Derrière cette précipitation qui ne dit pas son nom, cette urgence préfabriquée, une tentation : redessiner la carte électorale au gré des équilibres politiques du moment, pour faire élire Mme Dati à Paris. Nous ne sommes pas dupes.

Ce texte ne permet pas de discuter sereinement de la réforme territoriale. Il faut une discussion cohérente et non précipitée.

M. le président.  - Veuillez conclure.

M. Guy Benarroche.  - Nous amenderons le texte pour tenter de l'améliorer, même si c'est peine perdue. Nous voterons, bien entendu, contre. (Applaudissements sur les travées du GEST, des groupes SER et CRCE-K et sur plusieurs travées du groupe Les Républicains ; M. Pierre-Jean Verzelen applaudit également.)

Mme Marie-Pierre de La Gontrie .  - Quelle curieuse soirée ! Notre débat sera vain. Le ministre attendra les deux ou trois heures du débat, puis repartira avec le sentiment du devoir accompli, en attendant que l'Assemblée nationale fasse son oeuvre. C'est un ministre commis d'office, comme l'a dit Francis Szpiner.

Votre portefeuille ne vous préposait pas à défendre ce texte, mais, faute de candidat, vous vous êtes dévoué. Pourquoi la membre du Gouvernement pour qui ce texte a été écrit n'est-elle pas là ? Ce texte vise en effet un seul objectif : que Mme Dati soit élue maire de Paris.

Vous vous demanderez peut-être un jour si vous avez agi dignement : soutenir une candidate poursuivie pour corruption et trafic d'influence, voilà votre piste pour que la droite reprenne Paris à la gauche. Je vous rassure : la droite a dirigé Paris, longtemps, avec le mode de scrutin actuel !

Vous mettez à bas quarante ans de décentralisation, vous privez les 2 millions de Parisiens de la proximité des maires d'arrondissement. Les maires d'arrondissement, de gauche comme de droite, ne sont pas favorables à votre réforme - sauf Mme Dati. Vous les transformez en présidents de conseil de quartier, sans pouvoir.

Ce texte est l'archétype du mauvais travail parlementaire ; vingt-cinq versions se sont succédé : prime majoritaire à 50 % un jour, à 25 % le lendemain ; un jour Lyon est exclu, un autre non - pourquoi ? Vous avez prétendu que le Sénat n'avait pas voulu travailler sérieusement en CMP. J'y étais ! Aucun représentant des groupes RDPI et UC n'a voulu intervenir.
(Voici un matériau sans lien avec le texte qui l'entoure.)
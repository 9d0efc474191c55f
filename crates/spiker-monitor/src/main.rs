//! Headless biosignal monitor
//!
//! Runs the acquisition loop on a simulated source and prints the
//! mode's derived metric once per second.
//!
//! Usage: `spiker-monitor [MODE] [SECONDS] [CONFIG]`

mod cli;
mod console;

use clap::Parser;
use cli::Cli;
use console::{derived_metric, ConsoleSink};
use spiker_core::{print, BeatEvent, Mode};
use spiker_simulation::{SamplingDriver, SimulatorConfig};
use std::time::Duration;
use tracing::info;

#[tokio::main]
async fn main() -> anyhow::Result<()> {
    // Initialize logging
    tracing_subscriber::fmt::init();

    let cli = Cli::parse();
    let config = cli.front_end_config()?;
    let (mode, seconds) = (cli.mode, cli.seconds);

    info!(%mode, seconds, "starting {} monitor", mode.modality());

    let mut driver = SamplingDriver::simulated(config, SimulatorConfig::for_mode(mode))?;

    if mode == Mode::Heart {
        driver
            .on_heart_beat(Box::new(|beat: &BeatEvent| {
                info!(timestamp_ms = beat.timestamp_ms, bpm = beat.bpm, "heartbeat");
            }))
            .await;
    }

    driver.start_recording(mode).await;

    let mut sink = ConsoleSink::stdout();
    let mut ticker = tokio::time::interval(Duration::from_secs(1));
    // First tick completes immediately
    ticker.tick().await;

    for _ in 0..seconds {
        ticker.tick().await;
        let value = driver.query(|front_end| derived_metric(front_end, mode)).await;
        print(&mut sink, value);
    }

    driver.stop_recording().await;
    driver.shutdown();
    info!("monitor stopped");

    Ok(())
}
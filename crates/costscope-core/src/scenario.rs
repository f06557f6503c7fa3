//! Alternative team configurations compared against the COCOMO baseline.
//!
//! The `accelerated` scenario is always present. `lean` and `balanced` are
//! listed only when their team differs from the baseline team and from every
//! team already listed.

use serde::{Deserialize, Serialize};

use crate::config::ScenarioConfig;
use crate::types::{EstimationModelResult, ProjectSpec};

pub const ACCELERATED: &str = "accelerated";
pub const LEAN: &str = "lean";
pub const BALANCED: &str = "balanced";

#[derive(Debug, Clone, PartialEq, Serialize, Deserialize)]
pub struct OptimizationScenario {
    pub scenario_name: String,
    pub team_size: u32,
    pub duration: f64,
    pub cost: f64,
    /// Negative when the scenario costs more than the baseline
    pub cost_saving: f64,
    /// Negative when the scenario takes longer than the baseline
    pub time_saving: f64,
}

impl OptimizationScenario {
    pub fn is_improvement(&self) -> bool {
        self.cost_saving > 0.0 || self.time_saving > 0.0
    }
}

/// Effort and duration of `baseline` re-staffed with `team` people.
///
/// Adding people shortens the schedule sub-linearly and inflates effort
/// (`r^brooks_exponent`). The schedule never drops below
/// `max_compression` of the baseline duration; the inflated effort is
/// kept when that floor applies.
pub fn restaff(
    baseline: &EstimationModelResult,
    baseline_team: u32,
    team: u32,
    config: &ScenarioConfig,
) -> (f64, f64) {
    let r = f64::from(team) / f64::from(baseline_team.max(1));
    let effort = baseline.effort_person_months * r.powf(config.brooks_exponent);
    let duration = baseline.duration_months * r.powf(config.brooks_exponent - 1.0);

    let floor = config.max_compression * baseline.duration_months;
    (effort, duration.max(floor))
}

fn scenario(
    name: &str,
    spec: &ProjectSpec,
    baseline: &EstimationModelResult,
    team: u32,
    config: &ScenarioConfig,
) -> OptimizationScenario {
    let (effort, duration) = restaff(baseline, spec.team_size(), team, config);
    let cost = effort * spec.cost_per_person_month;
    OptimizationScenario {
        scenario_name: name.to_string(),
        team_size: team,
        duration,
        cost,
        cost_saving: baseline.total_cost - cost,
        time_saving: baseline.duration_months - duration,
    }
}

fn scaled_team(team: u32, factor: f64) -> u32 {
    (f64::from(team) * factor).round() as u32
}

/// Build the scenario list. Never empty.
pub fn optimize(
    spec: &ProjectSpec,
    baseline: &EstimationModelResult,
    config: &ScenarioConfig,
) -> Vec<OptimizationScenario> {
    let team = spec.team_size();
    let candidates = [
        (LEAN, scaled_team(team, config.lean_factor).max(1)),
        (
            BALANCED,
            (baseline.nominal_staffing().round() as u32).max(1),
        ),
    ];

    let accelerated = scaled_team(team, config.accelerated_factor).max(team.saturating_add(1));
    let mut scenarios = vec![scenario(ACCELERATED, spec, baseline, accelerated, config)];
    for (name, size) in candidates {
        if size == team || scenarios.iter().any(|s| s.team_size == size) {
            tracing::debug!(scenario = name, team = size, "skipping scenario equal to a listed team");
            continue;
        }
        scenarios.push(scenario(name, spec, baseline, size, config));
    }
    scenarios
}

#[cfg(test)]
mod tests {
    use super::*;
    use crate::cocomo;
    use crate::types::sample_spec;
    use proptest::prelude::*;

    fn baseline() -> EstimationModelResult {
        cocomo::estimate(&sample_spec())
    }

    fn named<'a>(list: &'a [OptimizationScenario], name: &str) -> Option<&'a OptimizationScenario> {
        list.iter().find(|s| s.scenario_name == name)
    }

    #[test]
    fn test_accelerated_always_first() {
        let list = optimize(&sample_spec(), &baseline(), &ScenarioConfig::default());
        assert_eq!(list[0].scenario_name, ACCELERATED);
        // 11 * 1.5 = 16.5 rounds to 17
        assert_eq!(list[0].team_size, 17);
    }

    #[test]
    fn test_accelerated_trades_cost_for_time() {
        let list = optimize(&sample_spec(), &baseline(), &ScenarioConfig::default());
        let acc = named(&list, ACCELERATED).unwrap();
        assert!(acc.time_saving > 0.0, "{acc:?}");
        assert!(acc.cost_saving < 0.0, "{acc:?}");
        assert!(acc.is_improvement());
    }

    #[test]
    fn test_lean_trades_time_for_cost() {
        let list = optimize(&sample_spec(), &baseline(), &ScenarioConfig::default());
        let lean = named(&list, LEAN).unwrap();
        // 11 * 0.75 = 8.25 rounds to 8
        assert_eq!(lean.team_size, 8);
        assert!(lean.time_saving < 0.0);
        assert!(lean.cost_saving > 0.0);
    }

    #[test]
    fn test_balanced_uses_nominal_staffing() {
        let base = baseline();
        let list = optimize(&sample_spec(), &base, &ScenarioConfig::default());
        // 239.87 PM over 17.02 months is about 14 people
        let balanced = named(&list, BALANCED).unwrap();
        assert_eq!(balanced.team_size, base.nominal_staffing().round() as u32);
    }

    #[test]
    fn test_single_person_team_still_has_a_scenario() {
        let mut spec = sample_spec();
        spec.developer_count = 1;
        spec.tester_count = 0;
        let base = EstimationModelResult {
            effort_person_months: 6.0,
            duration_months: 6.0,
            total_cost: 48_000.0,
        };
        let list = optimize(&spec, &base, &ScenarioConfig::default());
        assert_eq!(list[0].team_size, 2);
        assert!(named(&list, LEAN).is_none());
        // nominal staffing 1 equals the team
        assert!(named(&list, BALANCED).is_none());
    }

    #[test]
    fn test_maximal_team_does_not_overflow() {
        let mut spec = sample_spec();
        spec.developer_count = u32::MAX;
        spec.tester_count = u32::MAX;
        let list = optimize(&spec, &baseline(), &ScenarioConfig::default());
        assert_eq!(list[0].scenario_name, ACCELERATED);
        assert_eq!(list[0].team_size, u32::MAX);
        assert!(list[0].duration.is_finite());
    }

    #[test]
    fn test_compression_floor() {
        let config = ScenarioConfig::default();
        let base = EstimationModelResult {
            effort_person_months: 100.0,
            duration_months: 10.0,
            total_cost: 800_000.0,
        };
        let (effort, duration) = restaff(&base, 5, 50, &config);
        assert!((duration - 7.5).abs() < 1e-12);
        assert!((effort - 100.0 * 10f64.powf(0.25)).abs() < 1e-9);
    }

    #[test]
    fn test_same_team_reproduces_baseline() {
        let base = baseline();
        let (effort, duration) = restaff(&base, 11, 11, &ScenarioConfig::default());
        assert!((effort - base.effort_person_months).abs() < 1e-9);
        assert!((duration - base.duration_months).abs() < 1e-9);
    }

    proptest! {
        #[test]
        fn list_is_never_empty_and_teams_are_distinct(
            devs in 1u32..200,
            testers in 0u32..80,
            sloc in 500.0f64..2e6,
        ) {
            let mut spec = sample_spec().with_size(sloc);
            spec.developer_count = devs;
            spec.tester_count = testers;
            let base = cocomo::estimate(&spec);
            let list = optimize(&spec, &base, &ScenarioConfig::default());
            prop_assert!(!list.is_empty());
            prop_assert_eq!(list[0].scenario_name.as_str(), ACCELERATED);
            for (i, s) in list.iter().enumerate() {
                prop_assert!(s.team_size != spec.team_size());
                prop_assert!(list[i + 1..].iter().all(|o| o.team_size != s.team_size));
                prop_assert!(s.duration >= 0.75 * base.duration_months - 1e-9);
            }
        }
    }
}
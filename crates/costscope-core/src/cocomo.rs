//! Basic COCOMO effort/schedule model.
//!
//! effort   = a * KLOC^b * EAF   (person-months)
//! duration = c * effort^d       (months)
//! cost     = effort * cost per person-month

use crate::types::{EstimationModelResult, ProcessClass, ProjectSpec};

/// Coefficient quadruple for one process class.
#[derive(Debug, Clone, Copy, PartialEq)]
pub struct Coefficients {
    pub a: f64,
    pub b: f64,
    pub c: f64,
    pub d: f64,
}

impl Coefficients {
    pub fn for_class(class: ProcessClass) -> Self {
        match class {
            ProcessClass::Organic => Coefficients {
                a: 2.4,
                b: 1.05,
                c: 2.5,
                d: 0.38,
            },
            ProcessClass::SemiDetached => Coefficients {
                a: 3.0,
                b: 1.12,
                c: 2.5,
                d: 0.35,
            },
            ProcessClass::Embedded => Coefficients {
                a: 3.6,
                b: 1.20,
                c: 2.5,
                d: 0.32,
            },
        }
    }
}

pub fn effort(class: ProcessClass, kloc: f64, eaf: f64) -> f64 {
    let k = Coefficients::for_class(class);
    k.a * kloc.powf(k.b) * eaf
}

pub fn duration(class: ProcessClass, effort: f64) -> f64 {
    let k = Coefficients::for_class(class);
    k.c * effort.powf(k.d)
}

pub fn estimate(spec: &ProjectSpec) -> EstimationModelResult {
    let effort_pm = effort(spec.process_class, spec.kloc(), spec.effort_adjustment_factor);
    let duration_months = duration(spec.process_class, effort_pm);
    EstimationModelResult {
        effort_person_months: effort_pm,
        duration_months,
        total_cost: effort_pm * spec.cost_per_person_month,
    }
}

#[cfg(test)]
mod tests {
    use super::*;
    use crate::types::sample_spec;
    use proptest::prelude::*;

    fn close(a: f64, b: f64, tol: f64) -> bool {
        (a - b).abs() <= tol
    }

    #[test]
    fn test_semi_detached_regression_fixture() {
        let r = estimate(&sample_spec());
        assert!(
            close(r.effort_person_months, 239.8654, 1e-3),
            "effort was {}",
            r.effort_person_months
        );
        assert!(
            close(r.duration_months, 17.0188, 1e-3),
            "duration was {}",
            r.duration_months
        );
        assert!(
            close(r.total_cost, 1_918_923.43, 0.5),
            "cost was {}",
            r.total_cost
        );
    }

    #[test]
    fn test_organic_one_kloc() {
        let spec = sample_spec().with_size(1000.0);
        let spec = ProjectSpec {
            process_class: ProcessClass::Organic,
            ..spec
        };
        let r = estimate(&spec);
        assert!(close(r.effort_person_months, 2.4, 1e-12));
        assert!(close(r.duration_months, 2.5 * 2.4f64.powf(0.38), 1e-12));
    }

    #[test]
    fn test_eaf_scales_effort_linearly() {
        let base = estimate(&sample_spec());
        let doubled = estimate(&sample_spec().with_eaf(2.0));
        assert!(close(
            doubled.effort_person_months,
            2.0 * base.effort_person_months,
            1e-9
        ));
    }

    #[test]
    fn test_class_ordering_at_reference_size() {
        let spec = sample_spec();
        let by_class: Vec<_> = ProcessClass::ALL
            .iter()
            .map(|c| {
                estimate(&ProjectSpec {
                    process_class: *c,
                    ..spec.clone()
                })
            })
            .collect();
        assert!(by_class[0].effort_person_months <= by_class[1].effort_person_months);
        assert!(by_class[1].effort_person_months <= by_class[2].effort_person_months);
    }

    #[test]
    fn test_embedded_schedule_exponent_compresses_duration() {
        // Smaller d means embedded projects finish sooner for their effort.
        let spec = sample_spec();
        let semi = estimate(&spec);
        let embedded = estimate(&ProjectSpec {
            process_class: ProcessClass::Embedded,
            ..spec
        });
        assert!(embedded.effort_person_months > semi.effort_person_months);
        assert!(embedded.duration_months < semi.duration_months);
    }

    proptest! {
        #[test]
        fn effort_strictly_increases_with_size(
            kloc in 0.5f64..2000.0,
            bump in 1.001f64..3.0,
            eaf in 0.1f64..5.0,
            class_idx in 0usize..3,
        ) {
            let class = ProcessClass::ALL[class_idx];
            prop_assert!(effort(class, kloc * bump, eaf) > effort(class, kloc, eaf));
        }

        #[test]
        fn effort_strictly_increases_with_eaf(
            kloc in 0.5f64..2000.0,
            eaf in 0.1f64..5.0,
            bump in 1.001f64..3.0,
            class_idx in 0usize..3,
        ) {
            let class = ProcessClass::ALL[class_idx];
            prop_assert!(effort(class, kloc, eaf * bump) > effort(class, kloc, eaf));
        }

        #[test]
        fn embedded_effort_dominates_semi_detached_dominates_organic(
            kloc in 0.11f64..2000.0,
            eaf in 0.1f64..5.0,
        ) {
            let organic = effort(ProcessClass::Organic, kloc, eaf);
            let semi = effort(ProcessClass::SemiDetached, kloc, eaf);
            let embedded = effort(ProcessClass::Embedded, kloc, eaf);
            prop_assert!(embedded >= semi && semi >= organic);
        }
    }
}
Vous réécrivez l'histoire.

Ce texte a été bricolé par des gens qui n'ont jamais réussi à devenir conseillers de Paris, mais qui sont parvenus à vous convaincre, pour des raisons qui m'échappent.

Bien sûr, ces trois villes n'ont plus rien à voir avec 1982, mais vous prétendez qu'elles doivent revenir au droit commun ; or, parlons-en, vous avez inventé une prime majoritaire ! Vous vous en éloignez. Bref, vous racontez des histoires. Ce qui compte, c'est que Mme Dati soit auréolée de prestige, entourée de ses amis - mes excuses à mes collègues qui n'en seront sans doute pas. (Sourires ; M. Francis Szpiner rit.)

C'est préoccupant. Alors que la pauvreté explose, comme l'a dit Ian Brossat, que la guerre est à nos portes, que Marseille a failli brûler, pourquoi ce texte ? Ah oui, demain, nous avons l'audiovisuel public : cette session extraordinaire est vraiment celle de Mme Dati ! (Sourires)

Enfin, qu'un ministre des relations avec le Parlement dépose un amendement irrecevable à l'Assemblée nationale, ce n'est pas sérieux.

La situation à Marseille est différente, Marie-Arlette Carlotti le dira.

D'une sévérité totale sur votre travail, nous combattons ce texte et voterons contre. (Applaudissements sur les travées des groupes SER et CRCE-K et sur plusieurs travées du groupe Les Républicains)

M. Étienne Blanc .  - Vous aviez l'occasion de revenir sur l'anomalie de la loi de 1982. Mme de La Gontrie oublie de dire que ce texte a été fait par M. Mitterrand pour protéger M. Defferre...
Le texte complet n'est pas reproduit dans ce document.